I did when I was quite young and didn't know what was going on. I badly beat up one of my very good friends at the time when he tried to explain to me what they were doing. I was late into getting to know about the birds and the bees.


----------



## Mr The Other

neumann said:


> I was just curious since I heard them yesterday. I wanted to know if it's common.


Yes.
This was the UK rather than USA, so slightly less prudish.


----------



## Maurice L

neumann said:


> I was just curious since I heard them yesterday. I wanted to know if it's common.


Covered my ears. Yulky


----------



## PieceOfSky

I heard them have conflicts and argue quite a bit, and I used to think I had developed my bat-like hearing as a result of straining to decipher their words.
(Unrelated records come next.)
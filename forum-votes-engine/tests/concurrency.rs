//! Concurrent vote operations against the in-memory repository.
//!
//! The stored count must always equal the tally of live votes, and the
//! author's reputation must equal the sum of every applied delta.

use std::sync::Arc;

use forum_votes_engine::VotingEngine;
use forum_votes_repository::{ForumRepository, InMemoryRepository, VotesRepository};
use forum_votes_shared::types::{NewPost, TargetRef, UserIdentity, UserProfile, VoteValue};
use futures::future::join_all;
use uuid::Uuid;

async fn seed(repository: &InMemoryRepository) -> (Uuid, TargetRef) {
    let author = repository
        .upsert_user(&UserProfile { id: Uuid::new_v4(), name: "author".to_string() })
        .await
        .unwrap();
    let post = repository
        .create_post(&NewPost {
            author_id: author.id,
            title: "Hot thread".to_string(),
            content: "Everyone votes at once".to_string(),
        })
        .await
        .unwrap();
    (author.id, TargetRef::post(post.id))
}

async fn tally(repository: &InMemoryRepository, target: &TargetRef) -> i64 {
    repository.votes_on(target).await.iter().map(|vote| vote.value.signed()).sum()
}

#[tokio::test(flavor = "multi_thread", worker_threads = 4)]
async fn test_many_voters_at_once() {
    let repository = InMemoryRepository::new();
    let (author_id, target) = seed(&repository).await;
    let engine = Arc::new(VotingEngine::new(Arc::new(repository.clone())));

    let tasks = (0..50).map(|i| {
        let engine = engine.clone();
        let value = if i < 30 { VoteValue::Up } else { VoteValue::Down };
        tokio::spawn(async move {
            engine.cast_vote(Some(UserIdentity::from(Uuid::new_v4())), target, value).await
        })
    });
    for result in join_all(tasks).await {
        result.unwrap().unwrap();
    }

    let stored = repository.get_target(&target).await.unwrap().unwrap();
    assert_eq!(stored.vote_count, 10);
    assert_eq!(tally(&repository, &target).await, 10);
    assert_eq!(repository.get_user(author_id).await.unwrap().unwrap().reputation, 10);
}

#[tokio::test(flavor = "multi_thread", worker_threads = 4)]
async fn test_same_voter_racing_toggles() {
    let repository = InMemoryRepository::new();
    let (author_id, target) = seed(&repository).await;
    let engine = Arc::new(VotingEngine::new(Arc::new(repository.clone())));
    let voter = Some(UserIdentity::from(Uuid::new_v4()));

    let tasks = (0..21).map(|i| {
        let engine = engine.clone();
        let value = if i % 3 == 0 { VoteValue::Down } else { VoteValue::Up };
        tokio::spawn(async move { engine.cast_vote(voter, target, value).await })
    });
    for result in join_all(tasks).await {
        result.unwrap().unwrap();
    }

    let votes = repository.votes_on(&target).await;
    assert!(votes.len() <= 1);
    let stored = repository.get_target(&target).await.unwrap().unwrap();
    let expected = tally(&repository, &target).await;
    assert_eq!(stored.vote_count, expected);
    assert_eq!(repository.get_user(author_id).await.unwrap().unwrap().reputation, expected);
}
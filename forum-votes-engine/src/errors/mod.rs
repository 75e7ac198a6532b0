mod voting;

pub use voting::VotingError;
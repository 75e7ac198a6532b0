//! Configuration module for the Forum Votes service.
//! Defines the service settings, CORS policy and dependency wiring.
mod dependencies;
mod settings;

pub use dependencies::Dependencies;
pub use settings::{LogFormat, Settings, StorageBackend};

use axum::http::{header, HeaderName, HeaderValue, Method};
use tower_http::cors::CorsLayer;

use crate::errors::ServerError;

/// Create the CORS layer allowing the configured origins.
///
/// The identity header is allowed so browser clients behind the gateway can send it.
pub fn create_cors_layer(settings: &Settings) -> Result<CorsLayer, ServerError> {
    let origins = settings
        .cors_allowed_origins
        .iter()
        .map(|origin| {
            origin
                .parse::<HeaderValue>()
                .map_err(|_| ServerError::invalid("CORS_ALLOWED_ORIGINS", origin.as_str()))
        })
        .collect::<Result<Vec<_>, _>>()?;
    let identity_header = settings
        .user_id_header
        .parse::<HeaderName>()
        .map_err(|_| ServerError::invalid("USER_ID_HEADER", settings.user_id_header.as_str()))?;

    Ok(CorsLayer::new()
        .allow_origin(origins)
        .allow_methods([Method::GET, Method::POST, Method::PUT, Method::DELETE, Method::OPTIONS])
        .allow_headers([header::CONTENT_TYPE, identity_header]))
}
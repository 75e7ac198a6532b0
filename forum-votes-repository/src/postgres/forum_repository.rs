//! PostgreSQL implementation of the forum repository.
//!
//! Stores users, posts and comments. Vote counts and reputation are only read
//! here; they are written by the votes repository inside vote transactions.
use async_trait::async_trait;
use chrono::{DateTime, Utc};
use forum_votes_shared::types::{
    Comment, NewComment, NewPost, Post, TargetId, TargetRef, User, UserId, UserProfile,
};
use uuid::Uuid;

use crate::{ForumRepository, VotesRepositoryError};

/// PostgreSQL-backed forum repository.
#[derive(Clone)]
pub struct PostgresForumRepository {
    /// PostgreSQL connection pool
    pool: sqlx::PgPool,
}

type UserRow = (Uuid, String, i64, DateTime<Utc>);
type PostRow = (Uuid, Uuid, String, String, i64, DateTime<Utc>);
type CommentRow = (Uuid, Uuid, Option<Uuid>, Uuid, String, i64, DateTime<Utc>);

fn user_from_row((id, name, reputation, created_at): UserRow) -> User {
    User { id, name, reputation, created_at }
}

fn post_from_row((id, author_id, title, content, votes, created_at): PostRow) -> Post {
    Post { id, author_id, title, content, votes, created_at }
}

fn comment_from_row(
    (id, post_id, parent_id, author_id, content, votes, created_at): CommentRow,
) -> Comment {
    Comment { id, post_id, parent_id, author_id, content, votes, created_at }
}

impl PostgresForumRepository {
    /// Creates a new PostgreSQL forum repository instance.
    ///
    /// # Arguments
    ///
    /// * `pool` - Configured PostgreSQL connection pool with required schema
    ///
    /// # Returns
    ///
    /// * `Ok(PostgresForumRepository)` - Ready-to-use repository instance
    /// * `Err(VotesRepositoryError)` - Future validation errors (currently always succeeds)
    pub async fn new(pool: sqlx::PgPool) -> Result<Self, VotesRepositoryError> {
        Ok(Self { pool })
    }
}

#[async_trait]
impl ForumRepository for PostgresForumRepository {
    async fn upsert_user(&self, profile: &UserProfile) -> Result<User, VotesRepositoryError> {
        let row: UserRow = sqlx::query_as(
            r#"
            INSERT INTO users (id, name)
            VALUES ($1, $2)
            ON CONFLICT (id) DO UPDATE SET name = EXCLUDED.name
            RETURNING id, name, reputation, created_at
            "#,
        )
        .bind(profile.id)
        .bind(&profile.name)
        .fetch_one(&self.pool)
        .await?;

        Ok(user_from_row(row))
    }

    async fn get_user(&self, id: UserId) -> Result<Option<User>, VotesRepositoryError> {
        let row: Option<UserRow> =
            sqlx::query_as("SELECT id, name, reputation, created_at FROM users WHERE id = $1")
                .bind(id)
                .fetch_optional(&self.pool)
                .await?;

        Ok(row.map(user_from_row))
    }

    async fn create_post(&self, post: &NewPost) -> Result<Post, VotesRepositoryError> {
        let row: PostRow = sqlx::query_as(
            r#"
            INSERT INTO posts (id, author_id, title, content)
            VALUES ($1, $2, $3, $4)
            RETURNING id, author_id, title, content, votes, created_at
            "#,
        )
        .bind(Uuid::new_v4())
        .bind(post.author_id)
        .bind(&post.title)
        .bind(&post.content)
        .fetch_one(&self.pool)
        .await?;

        Ok(post_from_row(row))
    }

    async fn get_post(&self, id: TargetId) -> Result<Option<Post>, VotesRepositoryError> {
        let row: Option<PostRow> = sqlx::query_as(
            "SELECT id, author_id, title, content, votes, created_at FROM posts WHERE id = $1",
        )
        .bind(id)
        .fetch_optional(&self.pool)
        .await?;

        Ok(row.map(post_from_row))
    }

    async fn list_posts(&self, limit: i64, offset: i64) -> Result<Vec<Post>, VotesRepositoryError> {
        let rows: Vec<PostRow> = sqlx::query_as(
            r#"
            SELECT id, author_id, title, content, votes, created_at
            FROM posts
            ORDER BY created_at DESC, id DESC
            LIMIT $1 OFFSET $2
            "#,
        )
        .bind(limit)
        .bind(offset)
        .fetch_all(&self.pool)
        .await?;

        Ok(rows.into_iter().map(post_from_row).collect())
    }

    async fn count_posts(&self) -> Result<i64, VotesRepositoryError> {
        let total: i64 = sqlx::query_scalar("SELECT COUNT(*) FROM posts")
            .fetch_one(&self.pool)
            .await?;
        Ok(total)
    }

    async fn create_comment(&self, comment: &NewComment) -> Result<Comment, VotesRepositoryError> {
        let row: Option<CommentRow> = sqlx::query_as(
            r#"
            INSERT INTO comments (id, post_id, parent_id, author_id, content)
            SELECT $1, $2, $3, $4, $5
            WHERE EXISTS (SELECT 1 FROM posts WHERE id = $2)
            RETURNING id, post_id, parent_id, author_id, content, votes, created_at
            "#,
        )
        .bind(Uuid::new_v4())
        .bind(comment.post_id)
        .bind(comment.parent_id)
        .bind(comment.author_id)
        .bind(&comment.content)
        .fetch_optional(&self.pool)
        .await?;

        row.map(comment_from_row)
            .ok_or(VotesRepositoryError::TargetNotFound(TargetRef::post(comment.post_id)))
    }

    async fn get_comment(&self, id: TargetId) -> Result<Option<Comment>, VotesRepositoryError> {
        let row: Option<CommentRow> = sqlx::query_as(
            r#"
            SELECT id, post_id, parent_id, author_id, content, votes, created_at
            FROM comments
            WHERE id = $1
            "#,
        )
        .bind(id)
        .fetch_optional(&self.pool)
        .await?;

        Ok(row.map(comment_from_row))
    }

    async fn list_comments(&self, post_id: TargetId) -> Result<Vec<Comment>, VotesRepositoryError> {
        let rows: Vec<CommentRow> = sqlx::query_as(
            r#"
            SELECT id, post_id, parent_id, author_id, content, votes, created_at
            FROM comments
            WHERE post_id = $1
            ORDER BY created_at ASC, id ASC
            "#,
        )
        .bind(post_id)
        .fetch_all(&self.pool)
        .await?;

        Ok(rows.into_iter().map(comment_from_row).collect())
    }
}
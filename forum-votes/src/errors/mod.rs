//! Error types for the Forum Votes service.
//! `ServerError` covers start-up failures; `ApiError` is what handlers return
//! and is rendered into an HTTP response.
mod api;

pub use api::ApiError;

/// Errors that can occur while configuring or running the service.
#[derive(Debug, thiserror::Error)]
pub enum ServerError {
    #[error("Missing required setting: {0}")]
    MissingSetting(&'static str),
    #[error("Invalid value for {name}: {value}")]
    InvalidSetting { name: &'static str, value: String },
    #[error("Database error: {0}")]
    Database(#[from] sqlx::Error),
    #[error("Repository error: {0}")]
    Repository(#[from] forum_votes_repository::VotesRepositoryError),
    #[error("Tracing initialization failed: {0}")]
    Tracing(String),
    #[error("Server error: {0}")]
    Serve(String),
}

impl ServerError {
    pub fn invalid(name: &'static str, value: impl Into<String>) -> Self {
        Self::InvalidSetting { name, value: value.into() }
    }
}
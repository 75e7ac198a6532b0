//! PostgreSQL implementation of the votes repository.
//!
//! Provides a PostgreSQL backend for the `VotesRepository` trait with
//! connection pooling and one database transaction per vote operation.
//!
//! ## Key Features
//!
//! - Connection pooling with `sqlx::PgPool`
//! - Row-level locking of the voted target with `SELECT ... FOR UPDATE`
//! - Upsert support with `ON CONFLICT DO UPDATE`
//! - Full recount of a target's votes with `COUNT(*) FILTER`
//! - Automatic rollback when a transaction is dropped uncommitted
use async_trait::async_trait;
use forum_votes_shared::types::{Target, TargetRef, UserId, VoteValue, VotesCount};
use sqlx::{Postgres, Transaction};
use uuid::Uuid;

use super::{decode_vote_value, encode_vote_value, target_table};
use crate::{VotesRepository, VotesRepositoryError, VotesTransaction};

/// PostgreSQL implementation of the votes repository.
#[derive(Clone)]
pub struct PostgresVotesRepository {
    pool: sqlx::PgPool,
}

impl PostgresVotesRepository {
    /// Creates a new PostgreSQL repository instance.
    ///
    /// # Arguments
    ///
    /// * `pool` - Configured PostgreSQL connection pool with required schema
    ///
    /// # Returns
    ///
    /// * `Ok(PostgresVotesRepository)` - Ready-to-use repository instance
    /// * `Err(VotesRepositoryError)` - Future validation errors (currently always succeeds)
    pub async fn new(pool: sqlx::PgPool) -> Result<Self, VotesRepositoryError> {
        Ok(Self { pool })
    }

    /// Applies the bundled schema migrations.
    pub async fn migrate(&self) -> Result<(), VotesRepositoryError> {
        sqlx::migrate!("src/postgres/migrations").run(&self.pool).await?;
        Ok(())
    }
}

async fn fetch_target<'e, E>(
    executor: E,
    target: &TargetRef,
    lock: bool,
) -> Result<Option<Target>, VotesRepositoryError>
where
    E: sqlx::PgExecutor<'e>,
{
    let query = format!(
        "SELECT author_id, votes FROM {} WHERE id = $1{}",
        target_table(target.target_type),
        if lock { " FOR UPDATE" } else { "" }
    );

    let row: Option<(Uuid, i64)> = sqlx::query_as(&query)
        .bind(target.id)
        .fetch_optional(executor)
        .await?;

    Ok(row.map(|(author_id, vote_count)| Target {
        target: *target,
        author_id,
        vote_count,
    }))
}

async fn fetch_vote<'e, E>(
    executor: E,
    voter_id: UserId,
    target: &TargetRef,
    lock: bool,
) -> Result<Option<VoteValue>, VotesRepositoryError>
where
    E: sqlx::PgExecutor<'e>,
{
    let query = format!(
        "SELECT value FROM votes WHERE voter_id = $1 AND target_id = $2 AND target_type = $3{}",
        if lock { " FOR UPDATE" } else { "" }
    );

    let value: Option<i16> = sqlx::query_scalar(&query)
        .bind(voter_id)
        .bind(target.id)
        .bind(target.target_type.as_i16())
        .fetch_optional(executor)
        .await?;

    value.map(decode_vote_value).transpose()
}

#[async_trait]
impl VotesRepository for PostgresVotesRepository {
    async fn begin(&self) -> Result<Box<dyn VotesTransaction>, VotesRepositoryError> {
        let tx = self.pool.begin().await?;
        Ok(Box::new(PostgresVotesTransaction { tx }))
    }

    async fn get_target(&self, target: &TargetRef) -> Result<Option<Target>, VotesRepositoryError> {
        fetch_target(&self.pool, target, false).await
    }

    async fn get_vote(
        &self,
        voter_id: UserId,
        target: &TargetRef,
    ) -> Result<Option<VoteValue>, VotesRepositoryError> {
        fetch_vote(&self.pool, voter_id, target, false).await
    }

    /// Checks if the tables are created in the database.
    ///
    /// # Returns
    ///
    /// * `Ok(true)` - If every table of the schema exists
    async fn check_tables_created(&self) -> Result<bool, VotesRepositoryError> {
        let tables = ["users", "posts", "comments", "votes"];
        for table in tables {
            let table_exists: Option<bool> = sqlx::query_scalar(
                "SELECT EXISTS(SELECT 1 FROM information_schema.tables WHERE table_name = $1)",
            )
            .bind(table)
            .fetch_one(&self.pool)
            .await?;
            if !table_exists.unwrap_or(false) {
                return Ok(false);
            }
        }
        Ok(true)
    }
}

/// A vote operation running inside one PostgreSQL transaction.
///
/// The transaction uses the default `READ COMMITTED` isolation level; the
/// `FOR UPDATE` lock taken by [`lock_target`](VotesTransaction::lock_target)
/// is what serialises concurrent operations on the same target.
pub struct PostgresVotesTransaction {
    tx: Transaction<'static, Postgres>,
}

#[async_trait]
impl VotesTransaction for PostgresVotesTransaction {
    async fn lock_target(
        &mut self,
        target: &TargetRef,
    ) -> Result<Option<Target>, VotesRepositoryError> {
        fetch_target(&mut *self.tx, target, true).await
    }

    async fn get_vote(
        &mut self,
        voter_id: UserId,
        target: &TargetRef,
    ) -> Result<Option<VoteValue>, VotesRepositoryError> {
        fetch_vote(&mut *self.tx, voter_id, target, false).await
    }

    async fn upsert_vote(
        &mut self,
        voter_id: UserId,
        target: &TargetRef,
        value: VoteValue,
    ) -> Result<Option<VoteValue>, VotesRepositoryError> {
        let previous = fetch_vote(&mut *self.tx, voter_id, target, true).await?;

        sqlx::query(
            r#"
            INSERT INTO votes (id, voter_id, target_id, target_type, value)
            VALUES ($1, $2, $3, $4, $5)
            ON CONFLICT (voter_id, target_id, target_type)
            DO UPDATE SET
                value = EXCLUDED.value,
                updated_at = NOW()
            "#,
        )
        .bind(Uuid::new_v4())
        .bind(voter_id)
        .bind(target.id)
        .bind(target.target_type.as_i16())
        .bind(encode_vote_value(value))
        .execute(&mut *self.tx)
        .await?;

        Ok(previous)
    }

    async fn delete_vote(
        &mut self,
        voter_id: UserId,
        target: &TargetRef,
    ) -> Result<Option<VoteValue>, VotesRepositoryError> {
        let deleted: Option<i16> = sqlx::query_scalar(
            r#"
            DELETE FROM votes
            WHERE voter_id = $1 AND target_id = $2 AND target_type = $3
            RETURNING value
            "#,
        )
        .bind(voter_id)
        .bind(target.id)
        .bind(target.target_type.as_i16())
        .fetch_optional(&mut *self.tx)
        .await?;

        deleted.map(decode_vote_value).transpose()
    }

    async fn count_votes(
        &mut self,
        target: &TargetRef,
    ) -> Result<VotesCount, VotesRepositoryError> {
        let (upvotes, downvotes): (i64, i64) = sqlx::query_as(
            r#"
            SELECT
                COUNT(*) FILTER (WHERE value = $3) AS upvotes,
                COUNT(*) FILTER (WHERE value = $4) AS downvotes
            FROM votes
            WHERE target_id = $1 AND target_type = $2
            "#,
        )
        .bind(target.id)
        .bind(target.target_type.as_i16())
        .bind(encode_vote_value(VoteValue::Up))
        .bind(encode_vote_value(VoteValue::Down))
        .fetch_one(&mut *self.tx)
        .await?;

        Ok(VotesCount { upvotes, downvotes })
    }

    async fn set_vote_count(
        &mut self,
        target: &TargetRef,
        count: i64,
    ) -> Result<(), VotesRepositoryError> {
        let query =
            format!("UPDATE {} SET votes = $2 WHERE id = $1", target_table(target.target_type));
        let result = sqlx::query(&query)
            .bind(target.id)
            .bind(count)
            .execute(&mut *self.tx)
            .await?;

        if result.rows_affected() == 0 {
            return Err(VotesRepositoryError::TargetNotFound(*target));
        }
        Ok(())
    }

    async fn apply_reputation_delta(
        &mut self,
        user_id: UserId,
        delta: i64,
    ) -> Result<i64, VotesRepositoryError> {
        let reputation: Option<i64> = sqlx::query_scalar(
            "UPDATE users SET reputation = reputation + $2 WHERE id = $1 RETURNING reputation",
        )
        .bind(user_id)
        .bind(delta)
        .fetch_optional(&mut *self.tx)
        .await?;

        reputation.ok_or(VotesRepositoryError::UserNotFound(user_id))
    }

    async fn commit(self: Box<Self>) -> Result<(), VotesRepositoryError> {
        self.tx.commit().await?;
        Ok(())
    }
}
In retrospect, I think some (not nearly all) of it was simply them having sex.


----------



## Personal

I can recall hearing my parents through the walls a few times when I was a teenager. Plus there was that one occasion during the early 1990s, when I heard my then eighty odd year old grandparents having sex as well.


----------



## Mr.Married

I walked in the house from college one day to find my parents naked and my mom giving my dad oral sex. The words “holy f**k” escaped my mouth as they both turned to see me. My mom said that her marriage license says it perfectly legal. I’ve never been so embarrassed in my life. I still have mental scars from the site of my moms naked huge a$$.

And as a side story:

Not long after that event I drove quite a distance to see my girlfriend (now wife) and stopping god only knows where on the way. Upon arrival at her university dorm she kindly informed me that my moms giant panties were static clung to the back of my shirt. Cheetah print !!!!


----------



## ConanHub

Yup. Just my mom though and with many men who weren't my father. Never knew him.

Got the t shirt and would love to give it back.


----------